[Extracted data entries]
* * * *

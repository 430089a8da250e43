// ABOUTME: Area catalog route handler listing supported tourist areas
// ABOUTME: Supports an optional free-text search over names, region, and category
//
// SPDX-License-Identifier: MIT OR Apache-2.0
// Copyright (c) 2025 Async-IO.org

use axum::{extract::Query, routing::get, Json, Router};
use serde::{Deserialize, Serialize};
use visit_core::models::{search_areas, Area};

/// Query parameters for the area listing
#[derive(Debug, Deserialize)]
struct AreaSearchQuery {
    #[serde(default)]
    search: Option<String>,
}

/// Area listing body
#[derive(Debug, Serialize)]
pub struct AreaListResponse {
    /// Number of matching areas
    pub total: usize,
    /// Matching areas in catalog order
    pub areas: Vec<&'static Area>,
}

/// Area catalog routes
pub struct AreaRoutes;

impl AreaRoutes {
    /// Create the area catalog route
    pub fn routes() -> Router {
        Router::new().route("/api/areas", get(Self::handle_list))
    }

    async fn handle_list(Query(params): Query<AreaSearchQuery>) -> Json<AreaListResponse> {
        let areas = search_areas(params.search.as_deref());
        Json(AreaListResponse {
            total: areas.len(),
            areas,
        })
    }
}
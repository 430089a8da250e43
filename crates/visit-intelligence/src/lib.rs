// ABOUTME: Difficulty scoring engine for tourist district congestion signals
// ABOUTME: Weighted composite, validated level band table, and localized advisory catalog
//
// SPDX-License-Identifier: MIT OR Apache-2.0
// Copyright (c) 2025 Async-IO.org

#![deny(unsafe_code)]

//! # Visit Intelligence
//!
//! Pure, synchronous scoring of [`SignalReading`](visit_core::models::SignalReading)s.
//! Nothing in this crate reads the clock, touches I/O or keeps state between
//! calls, so a single [`ScoringEngine`] can be shared by every request.
//!
//! ```rust
//! use visit_core::models::{Level, SignalReading};
//! use visit_intelligence::ScoringEngine;
//!
//! let engine = ScoringEngine::standard();
//! let assessment = engine.assess(&SignalReading::new(0.65, 0.58));
//! assert_eq!(assessment.score, 62);
//! assert_eq!(assessment.level, Level::Hard);
//! ```

/// Level band table and classification
pub mod bands;
/// Scoring engine entry point
pub mod engine;
/// Scoring configuration errors
pub mod errors;
/// Advisory message templates
pub mod messages;
/// Composite weighting policy
pub mod policy;

pub use bands::{LevelBand, LevelBands};
pub use engine::ScoringEngine;
pub use errors::ScoringError;
pub use messages::{synthetic_data_notice, MessageCatalog};
pub use policy::ScoringPolicy;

* * * *

Looking at the records above, report how many lines contain the word "derive". Answer with the number only.

(WRITTEN SOLUTION)
2